A Justiça de Mato Grosso do Sul proferiu sentença civil nesta quarta-feira (8) responsabilizando o Estado e o Município de Campo Grande pela morte de Sophia Ocampo, menina de 2 anos vítima de maus-tratos. A decisão reconhece omissão grave de agentes públicos que, mesmo diante de múltiplas denúncias e sinais claros de violência, falharam em ação preventiva. Como reparação, os pais biológico e afetivo da criança foram condenados a receber indenização única de R$ 430 mil, além de pensão mensal vitalícia, cuja duração foi fixada com base na expectativa de vida da criança.
Jean Carlos Ocampo da Rosa, pai biológico, foi condenado ao recebimento de R$ 350 mil por danos morais; Igor de Andrade Silva Trindade, pai afetivo, receberá R$ 80 mil. Além destes valores, deverá ser instituída pensão mensal material, calculada como compensação pela perda esperada de contribuição que Sophia poderia dar na vida adulta, considerando que a família integrava segmento de baixa renda. O montante da pensão corresponderá a dois terços do salário mínimo, dividido em 70% para Jean e 30% para Igor.
Prazo e duração da pensão
A pensão começará a ser paga em 2 de junho de 2034, data em que Sophia completaria 14 anos, mantendo os dois terços do salário mínimo até 2 de junho de 2045. A partir dessa data, o valor será reduzido para um terço do salário mínimo, e o pagamento seguirá até 2 de junho de 2095 — quando a criança teria completado 75 anos, conforme a expectativa de vida vigente para o país. Se algum dos beneficiários falecer antes dessa data, o pagamento cessará. Está também determinada a inclusão dos dois pais na folha de pagamento nesses valores, igualmente dividida (50% para cada ente público, Estado e Município), com caráter mensal para garantir sua função alimentar.
Sequência de denúncias ignoradas e falhas institucionais
A sentença expõe uma sequência de alertas ignorados: hematomas, lesões, relatos do pai biológico de agressões, bem como motivos suficientes para que as instituições competentes — unidades de saúde, delegacias e conselhos tutelares — reconhecessem os sinais como suspeitos de maus-tratos. A casa onde Sophia vivia com a mãe e o padrasto já fora alvo de denúncias por maus-tratos a animais, mas nenhum cruzamento de alertas ocorreu entre os órgãos públicos para verificar situação de risco para a criança.
Durante o processo criminal, emergiram mensagens trocadas entre a mãe e o padrasto em que ambos fazem referência a agressões, usando expressões como “toda arregaçada” ou “beliscado de leve”, apesar do padrão constante de violência relatado.
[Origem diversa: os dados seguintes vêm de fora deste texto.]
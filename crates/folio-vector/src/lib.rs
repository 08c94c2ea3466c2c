//! Vector side of folio: the exact L2 index, the persisted artifact set, the
//! offline indexer and the online retrieval context.

pub mod flat_index;
pub mod indexer;
pub mod retriever;
pub mod store;

pub use flat_index::FlatL2Index;
pub use indexer::{IndexSummary, Indexer};
pub use retriever::{RetrievalContext, DEFAULT_TOP_K};
pub use store::{ArtifactPaths, Artifacts, EmbeddingMatrix};
//! Shared start-up for the `folio-indexer` and `folio-chat` binaries.

use std::path::{Path, PathBuf};

use anyhow::Result;
use tracing_subscriber::EnvFilter;

use folio_core::config::{Config, Settings};
use folio_core::traits::Embedder;

/// Log to stderr. `RUST_LOG` wins over the verbosity flag when set.
pub fn init_logging(verbose: bool) {
    let default = if verbose { "debug" } else { "info" };
    let env_filter = EnvFilter::try_from_default_env().unwrap_or_else(|_| EnvFilter::new(default));
    let _ = tracing_subscriber::fmt()
        .with_env_filter(env_filter)
        .with_writer(std::io::stderr)
        .compact()
        .try_init();
}

/// Configuration with every configured path resolved against the directory
/// the config files were read from.
pub struct Runtime {
    pub config: Config,
    pub settings: Settings,
}

impl Runtime {
    pub fn load() -> Result<Self> {
        let config = Config::load()?;
        let settings = config.settings()?;
        Ok(Self { config, settings })
    }

    pub fn load_from(base: &Path) -> Result<Self> {
        let config = Config::load_from(base)?;
        let settings = config.settings()?;
        Ok(Self { config, settings })
    }

    pub fn content_dir(&self) -> PathBuf { self.config.resolve(&self.settings.data.content_dir) }

    pub fn artifacts_dir(&self) -> PathBuf { self.config.resolve(&self.settings.artifacts.dir) }

    pub fn model_dir(&self) -> Option<PathBuf> {
        self.settings.model.dir.as_ref().map(|d| self.config.resolve(d))
    }

    pub fn embedder(&self) -> Result<Box<dyn Embedder>> {
        folio_embed::get_default_embedder(self.model_dir().as_deref(), self.settings.model.max_len)
    }
}
//! Domain types shared by the indexer, the retriever and the answer selector.

use serde::{Deserialize, Serialize};
use std::collections::BTreeMap;

/// Dense, zero-based chunk identifier assigned in discovery order.
///
/// It is the join key between the documents store, the embedding matrix,
/// the metadata map and the search index.
pub type ChunkId = usize;

/// Metadata map keyed by the decimal string form of a [`ChunkId`].
pub type MetadataMap = BTreeMap<String, ChunkMeta>;

/// One retrievable unit of text: a trimmed, non-blank line of a source file.
#[derive(Debug, Clone, PartialEq, Eq, Serialize, Deserialize)]
pub struct Chunk {
    pub id: ChunkId,
    pub text: String,
    pub source_file: String,
}

impl Chunk {
    pub fn meta(&self) -> ChunkMeta {
        ChunkMeta { source_file: Some(self.source_file.clone()) }
    }
}

/// Record persisted in the documents store; its position is the chunk id.
#[derive(Debug, Clone, PartialEq, Eq, Serialize, Deserialize)]
pub struct StoredDocument {
    pub text: String,
}

/// Per-chunk provenance. An absent entry is represented by the default
/// (empty) record, which serializes as `{}`.
#[derive(Debug, Clone, Default, PartialEq, Eq, Serialize, Deserialize)]
pub struct ChunkMeta {
    #[serde(default, skip_serializing_if = "Option::is_none")]
    pub source_file: Option<String>,
}

/// A search index hit. `distance` is whatever the index reports;
/// lower is always better.
#[derive(Debug, Clone, Copy, PartialEq)]
pub struct Neighbor {
    pub id: ChunkId,
    pub distance: f32,
}

/// A chunk returned for a query, nearest first.
///
/// `score` is the raw distance, not a similarity.
#[derive(Debug, Clone, PartialEq, Serialize, Deserialize)]
pub struct RetrievedResult {
    pub index: ChunkId,
    pub text: String,
    pub score: f32,
    pub metadata: ChunkMeta,
}

/// Stringified chunk id used as the metadata map key.
pub fn metadata_key(id: ChunkId) -> String {
    id.to_string()
}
A mãe e o padrasto foram condenados em ação penal: ele, a 32 anos de reclusão por homicídio qualificado e estupro de vulnerável; ela, a 20 anos por omissão e maus-tratos.
Jurisprudência, simbolismo e consequências práticas
A sentença civil da 4ª Vara de Fazenda Pública de Campo Grande reforça o entendimento de que o dever do Estado e dos municípios inclui ação efetiva diante de sinais de abuso infantil, sob pena de responsabilidade civil. O caso de Sophia é emblemático não apenas pela tragédia em si, mas por evidenciar a necessidade de redes de proteção estarem integradas, ágeis e ativas, especialmente em registros repetidos de risco constatados.
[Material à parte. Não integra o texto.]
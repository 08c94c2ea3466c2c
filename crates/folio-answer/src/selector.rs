use serde::{Deserialize, Serialize};

use folio_core::types::RetrievedResult;

use crate::faq::extract_pairs;
use crate::matcher::similarity;

pub const DEFAULT_MIN_RATIO: f64 = 0.6;

/// Where the response text came from.
#[derive(Debug, Clone, Copy, PartialEq, Serialize, Deserialize)]
#[serde(tag = "kind", rename_all = "snake_case")]
pub enum AnswerSource {
    /// A FAQ pair whose question matched with this ratio.
    Faq { ratio: f64 },
    /// The top-ranked retrieved chunk.
    TopChunk,
}

#[derive(Debug, Clone, PartialEq, Serialize, Deserialize)]
pub struct Answer {
    pub response: String,
    pub docs: Vec<RetrievedResult>,
    pub source: AnswerSource,
}

/// Picks a reply out of retrieved chunks.
///
/// FAQ pairs found in the chunks are matched against the user's question; the
/// best one wins if its ratio is strictly above `min_ratio`. Otherwise the
/// top-ranked chunk is returned verbatim (trimmed).
#[derive(Debug, Clone, Copy, PartialEq)]
pub struct AnswerSelector {
    min_ratio: f64,
}

impl Default for AnswerSelector {
    fn default() -> Self { Self { min_ratio: DEFAULT_MIN_RATIO } }
}

impl AnswerSelector {
    pub fn new(min_ratio: f64) -> Self { Self { min_ratio } }

    pub fn min_ratio(&self) -> f64 { self.min_ratio }

    /// `None` when `results` is empty.
    pub fn select(&self, results: Vec<RetrievedResult>, question: &str) -> Option<Answer> {
        let top = results.first()?.text.trim().to_string();
        let context = results.iter().map(|r| r.text.as_str()).collect::<Vec<_>>().join("\n");

        let mut best: Option<(f64, String)> = None;
        for pair in extract_pairs(&context) {
            let ratio = similarity(&pair.question, question);
            if best.as_ref().map_or(true, |(score, _)| ratio > *score) {
                best = Some((ratio, pair.answer));
            }
        }

        let (response, source) = match best {
            Some((ratio, answer)) if ratio > self.min_ratio => {
                tracing::info!("Fuzzy match found with score {:.2}", ratio);
                (answer, AnswerSource::Faq { ratio })
            }
            _ => {
                tracing::info!("No strong match found; using top-ranked context snippet");
                (top, AnswerSource::TopChunk)
            }
        };
        Some(Answer { response, docs: results, source })
    }
}

/// [`AnswerSelector::select`] with the default threshold.
pub fn select_answer(results: Vec<RetrievedResult>, question: &str) -> Option<Answer> {
    AnswerSelector::default().select(results, question)
}
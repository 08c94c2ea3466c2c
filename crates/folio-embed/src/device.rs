use candle_core::Device;

pub fn select_device() -> Device {
    #[cfg(feature = "metal")]
    {
        match Device::new_metal(0) {
            Ok(dev) => { tracing::info!("Device: Metal (MPS)"); return dev; }
            Err(e) => tracing::warn!("Metal unavailable, falling back to CPU: {}", e),
        }
    }
    tracing::info!("Device: CPU");
    Device::Cpu
}
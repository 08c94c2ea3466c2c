use std::path::PathBuf;

use anyhow::Context;
use clap::Parser;

use folio_cli::{init_logging, Runtime};
use folio_vector::Indexer;

/// Build the retrieval artifacts from a directory of `.txt` files.
#[derive(Debug, Parser)]
#[command(name = "folio-indexer")]
struct Args {
    /// Directory holding the `.txt` sources (defaults to `data.content_dir`)
    content_dir: Option<PathBuf>,

    /// Where to write the artifacts (defaults to `artifacts.dir`)
    #[arg(long)]
    out: Option<PathBuf>,

    /// Log at debug level
    #[arg(short, long)]
    verbose: bool,
}

fn main() -> anyhow::Result<()> {
    let args = Args::parse();
    init_logging(args.verbose);

    let runtime = Runtime::load().context("Error loading config")?;
    let content_dir = args.content_dir.unwrap_or_else(|| runtime.content_dir());
    let out_dir = args.out.unwrap_or_else(|| runtime.artifacts_dir());
    tracing::info!("Indexing {} into {}", content_dir.display(), out_dir.display());

    let embedder = runtime.embedder()?;
    let summary = Indexer::new(embedder.as_ref()).with_progress(true).run(&content_dir, &out_dir)?;

    println!("Indexed {} text chunks from '{}'", summary.chunks, content_dir.display());
    tracing::info!("{} files, embedding dim {}", summary.files, summary.dim);
    Ok(())
}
A decisão ainda cabe recurso, mas serve como precedente importante para reconhecimento de responsabilidade dos entes públicos em situações de negligência prolongada. Os critérios utilizados expectativa de vida, renda familiar, função alimentar da pensão — enfatizam que este tipo de indenização busca reparar não apenas o dano imediato, mas também o impacto futuro da ausência da vítima.
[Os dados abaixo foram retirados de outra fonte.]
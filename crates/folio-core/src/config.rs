//! Lightweight configuration loader and path helpers.
//!
//! Uses Figment to merge `config.toml` + `config.<env>.toml` + `APP_*` env vars.
//! Nested keys are addressed from the environment with `__`, e.g.
//! `APP_RETRIEVAL__TOP_K=3`. Provides helpers to expand `~` and `${VAR}` and
//! to resolve relative paths against the directory the config was loaded from.

use figment::{
    providers::{Env, Format, Toml},
    Figment,
};
use serde::{Deserialize, Serialize};
use std::env;
use std::path::{Path, PathBuf};

use crate::error::Error;

pub struct Config {
    figment: Figment,
    base: PathBuf,
}

impl Config {
    pub fn load() -> anyhow::Result<Self> {
        let base = env::current_dir()?;
        Self::load_from(&base)
    }

    /// Load configuration files located in `base`.
    pub fn load_from(base: &Path) -> anyhow::Result<Self> {
        let env_name = env::var("RUST_ENV").unwrap_or_else(|_| "dev".to_string());

        let mut figment = Figment::new().merge(Toml::file(base.join("config.toml")));
        match env_name.as_str() {
            "dev" | "development" => figment = figment.merge(Toml::file(base.join("config.dev.toml"))),
            "prod" | "production" => figment = figment.merge(Toml::file(base.join("config.prod.toml"))),
            "test" | "testing" => figment = figment.merge(Toml::file(base.join("config.test.toml"))),
            _ => {}
        }
        figment = figment.merge(Env::prefixed("APP_").split("__"));

        let config = Self { figment, base: base.to_path_buf() };
        config.validate_for_env(&env_name)?;
        Ok(config)
    }

    pub fn get<T>(&self, key: &str) -> anyhow::Result<T>
    where
        T: serde::de::DeserializeOwned,
    {
        self.figment
            .extract_inner(key)
            .map_err(|e| anyhow::anyhow!("Failed to get '{}': {}", key, e))
    }

    /// Typed view of every setting, with defaults for anything unset.
    pub fn settings(&self) -> anyhow::Result<Settings> {
        let settings: Settings = self
            .figment
            .extract()
            .map_err(|e| anyhow::anyhow!("Failed to read settings: {}", e))?;
        settings.validate()?;
        Ok(settings)
    }

    /// Resolve a configured path against the config base directory.
    pub fn resolve<S: AsRef<str>>(&self, p: S) -> PathBuf {
        resolve_with_base(&self.base, p)
    }

    fn validate_for_env(&self, env: &str) -> anyhow::Result<()> {
        match env {
            "prod" | "production" => {
                // Production must not silently run on the hash embedder.
                let fake: bool = self.get("use_fake_embeddings").unwrap_or(false);
                if fake {
                    return Err(Error::InvalidConfig("fake embeddings are not allowed in production".into()).into());
                }
            }
            "dev" | "development" | "test" | "testing" => {}
            _ => {}
        }
        Ok(())
    }
}

#[derive(Debug, Clone, Default, PartialEq, Serialize, Deserialize)]
#[serde(default)]
pub struct Settings {
    pub data: DataSettings,
    pub artifacts: ArtifactSettings,
    pub retrieval: RetrievalSettings,
    pub answer: AnswerSettings,
    pub model: ModelSettings,
}

#[derive(Debug, Clone, PartialEq, Serialize, Deserialize)]
#[serde(default)]
pub struct DataSettings {
    /// Directory holding the `.txt` sources.
    pub content_dir: String,
}

impl Default for DataSettings {
    fn default() -> Self { Self { content_dir: "content".to_string() } }
}

#[derive(Debug, Clone, PartialEq, Serialize, Deserialize)]
#[serde(default)]
pub struct ArtifactSettings {
    /// Directory the indexer writes to and the retriever loads from.
    pub dir: String,
}

impl Default for ArtifactSettings {
    fn default() -> Self { Self { dir: "artifacts".to_string() } }
}

#[derive(Debug, Clone, PartialEq, Serialize, Deserialize)]
#[serde(default)]
pub struct RetrievalSettings {
    pub top_k: usize,
}

impl Default for RetrievalSettings {
    fn default() -> Self { Self { top_k: 5 } }
}

#[derive(Debug, Clone, PartialEq, Serialize, Deserialize)]
#[serde(default)]
pub struct AnswerSettings {
    /// A FAQ answer is used only when its question ratio is strictly above this.
    pub min_ratio: f64,
}

impl Default for AnswerSettings {
    fn default() -> Self { Self { min_ratio: 0.6 } }
}

#[derive(Debug, Clone, PartialEq, Serialize, Deserialize)]
#[serde(default)]
pub struct ModelSettings {
    pub dir: Option<String>,
    pub max_len: usize,
}

impl Default for ModelSettings {
    fn default() -> Self { Self { dir: None, max_len: 256 } }
}

impl Settings {
    fn validate(&self) -> anyhow::Result<()> {
        if self.retrieval.top_k == 0 {
            return Err(Error::InvalidConfig("retrieval.top_k must be at least 1".into()).into());
        }
        if !(0.0..=1.0).contains(&self.answer.min_ratio) {
            return Err(Error::InvalidConfig(format!("answer.min_ratio must be within [0, 1], got {}", self.answer.min_ratio)).into());
        }
        if self.model.max_len == 0 {
            return Err(Error::InvalidConfig("model.max_len must be positive".into()).into());
        }
        Ok(())
    }
}

/// Expand a user-provided path string:
/// - Expands leading '~' to the user's home directory
/// - Expands ${VAR} and $VAR environment variables
/// - Returns a PathBuf without attempting to canonicalize
pub fn expand_path<S: AsRef<str>>(input: S) -> PathBuf {
    let s = input.as_ref();
    // Expand env vars first
    let expanded_env = shellexpand::env(s).unwrap_or(std::borrow::Cow::Borrowed(s));
    // Expand ~ at start
    let expanded = shellexpand::tilde(&expanded_env);
    PathBuf::from(expanded.as_ref())
}

/// Resolve a possibly relative path against a given base directory after expansion.
/// If `p` is absolute, it's returned as-is; otherwise `base.join(p)` is returned.
pub fn resolve_with_base<S: AsRef<str>>(base: &Path, p: S) -> PathBuf {
    let p = expand_path(p);
    if p.is_absolute() { p } else { base.join(p) }
}
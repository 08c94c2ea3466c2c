//! Sentence embeddings for folio.
//!
//! [`BertEmbedder`] runs a local BERT sentence-transformer (all-MiniLM-L6-v2
//! by default) through candle and mean-pools the token states into
//! L2-normalized vectors. [`FakeEmbedder`] is a deterministic hashing stand-in
//! used by tests and by `APP_USE_FAKE_EMBEDDINGS=1`.

use anyhow::{anyhow, Context, Result};
use std::collections::HashMap;
use std::path::{Path, PathBuf};
use std::time::Instant;

use candle_core::{DType, Device, Tensor};
use candle_nn::VarBuilder;
use candle_transformers::models::bert::{BertModel, Config as BertConfig};
use tokenizers::Tokenizer;

use folio_core::traits::Embedder;

mod device;
mod fake;
mod pool;
mod tokenize;

pub use device::select_device;
pub use fake::FakeEmbedder;
pub use pool::masked_mean_l2;
pub use tokenize::{tokenize_on_device, Encoded};

pub const DEFAULT_MODEL_NAME: &str = "all-MiniLM-L6-v2";
pub const DEFAULT_MAX_LEN: usize = 256;
/// Output dimension of all-MiniLM-L6-v2, also used by the fake embedder.
pub const DEFAULT_DIM: usize = 384;

pub struct BertEmbedder { model: BertModel, tokenizer: Tokenizer, device: Device, dim: usize, max_len: usize }

impl BertEmbedder {
    pub fn new(model_dir: &Path, max_len: usize) -> Result<Self> {
        let device = select_device();
        tracing::info!("Loading sentence embedding model from {}", model_dir.display());
        let tokenizer_path = model_dir.join("tokenizer.json");
        let tokenizer = Tokenizer::from_file(&tokenizer_path)
            .map_err(|e| anyhow!("Failed to load tokenizer from {}: {}", tokenizer_path.display(), e))?;

        let config_path = model_dir.join("config.json");
        let raw_config = std::fs::read_to_string(&config_path)
            .with_context(|| format!("Failed to read {}", config_path.display()))?;
        let config: BertConfig = serde_json::from_str(&raw_config)
            .with_context(|| format!("Invalid model config {}", config_path.display()))?;
        let dim = serde_json::from_str::<serde_json::Value>(&raw_config)?
            .get("hidden_size")
            .and_then(serde_json::Value::as_u64)
            .ok_or_else(|| anyhow!("{} has no hidden_size", config_path.display()))? as usize;

        let vb = load_weights(model_dir, &device)?;
        let model = BertModel::load(vb, &config)?;
        tracing::info!("Embedding model ready (dim={}, max_len={})", dim, max_len);
        Ok(Self { model, tokenizer, device, dim, max_len })
    }

    pub fn embed_text(&self, text: &str) -> Result<Vec<f32>> {
        let start = Instant::now();
        let enc = tokenize_on_device(&self.tokenizer, text, self.max_len, &self.device)?;
        let hidden_states = self.model.forward(&enc.input_ids, &enc.token_type_ids, Some(&enc.attention_mask))?;
        let pooled = masked_mean_l2(&hidden_states, &enc.attention_mask)?;
        let emb: Vec<f32> = pooled.to_device(&Device::Cpu)?.squeeze(0)?.to_dtype(DType::F32)?.to_vec1()?;
        if emb.len() != self.dim {
            return Err(anyhow!("model produced {} values, expected {}", emb.len(), self.dim));
        }
        if start.elapsed().as_millis() > 100 { tracing::debug!("Slow embedding: {:?}", start.elapsed()); }
        Ok(emb)
    }
}

impl Embedder for BertEmbedder {
    fn dim(&self) -> usize { self.dim }
    fn embed_batch(&self, texts: &[String]) -> Result<Vec<Vec<f32>>> {
        texts.iter().map(|t| self.embed_text(t)).collect()
    }
}

/// Prefer `model.safetensors`, fall back to the PyTorch pickle.
fn load_weights(model_dir: &Path, device: &Device) -> Result<VarBuilder<'static>> {
    let safetensors = model_dir.join("model.safetensors");
    if safetensors.exists() {
        // SAFETY: the weights file is opened read-only and not modified while mapped.
        let vb = unsafe { VarBuilder::from_mmaped_safetensors(&[safetensors], DType::F32, device)? };
        return Ok(vb);
    }
    let weights_path = model_dir.join("pytorch_model.bin");
    let weights = candle_core::pickle::read_all(&weights_path)
        .with_context(|| format!("Failed to read weights from {}", weights_path.display()))?;
    let weights_map: HashMap<String, Tensor> = weights.into_iter().collect();
    Ok(VarBuilder::from_tensors(weights_map, DType::F32, device))
}

/// Pick the embedder for this process.
///
/// `APP_USE_FAKE_EMBEDDINGS=1` selects the [`FakeEmbedder`]; otherwise the
/// BERT model is loaded from `model_dir` or the usual fallbacks.
pub fn get_default_embedder(model_dir: Option<&Path>, max_len: usize) -> Result<Box<dyn Embedder>> {
    let use_fake = std::env::var("APP_USE_FAKE_EMBEDDINGS").ok().map(|v| v == "1" || v.eq_ignore_ascii_case("true")).unwrap_or(false);
    if use_fake { tracing::warn!("Using FakeEmbedder"); return Ok(Box::new(FakeEmbedder::new(DEFAULT_DIM))); }
    let dir = resolve_model_dir(model_dir)?;
    Ok(Box::new(BertEmbedder::new(&dir, max_len)?))
}

fn resolve_model_dir(configured: Option<&Path>) -> Result<PathBuf> {
    if let Some(p) = configured {
        if p.exists() { return Ok(p.to_path_buf()); }
        tracing::warn!("Configured model dir {} does not exist", p.display());
    }
    for var in ["APP_MODEL_DIR", "MODEL_DIR"] {
        if let Ok(dir) = std::env::var(var) { let p = PathBuf::from(&dir); if p.exists() { tracing::info!("Using {}: {}", var, p.display()); return Ok(p); } }
    }
    let local = Path::new("models").join(DEFAULT_MODEL_NAME); if local.exists() { return Ok(local); }
    let parent = Path::new("..").join("models").join(DEFAULT_MODEL_NAME); if parent.exists() { return Ok(parent); }
    Err(anyhow!("Could not locate the {} model directory", DEFAULT_MODEL_NAME))
}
Impacto social e medidas esperadas
A repercussão do caso reacende debates sobre eficácia do Conselho Tutelar, avaliações médicas em unidades de saúde, procedimentos policiais, e mecanismos de comunicação entre órgãos responsáveis pelo cuidado infantil. Organizações de defesa dos direitos da criança esperam que a condenação leve a mudanças estruturais: protocolos claros para acolhimento de denúncias, capacitação de servidores e responsabilização institucional mais célere.
Além disso, há expectativa de que o poder legislativo e executivo estadual revisem leis locais e orçamentos para garantir que conselhos tutelares e unidades de proteção tenham recursos adequados para atuar prontamente. A sociedade civil acompanha com atenção e demanda transparência nos próximos passos para que tragédias como a de Sophia não se repitam.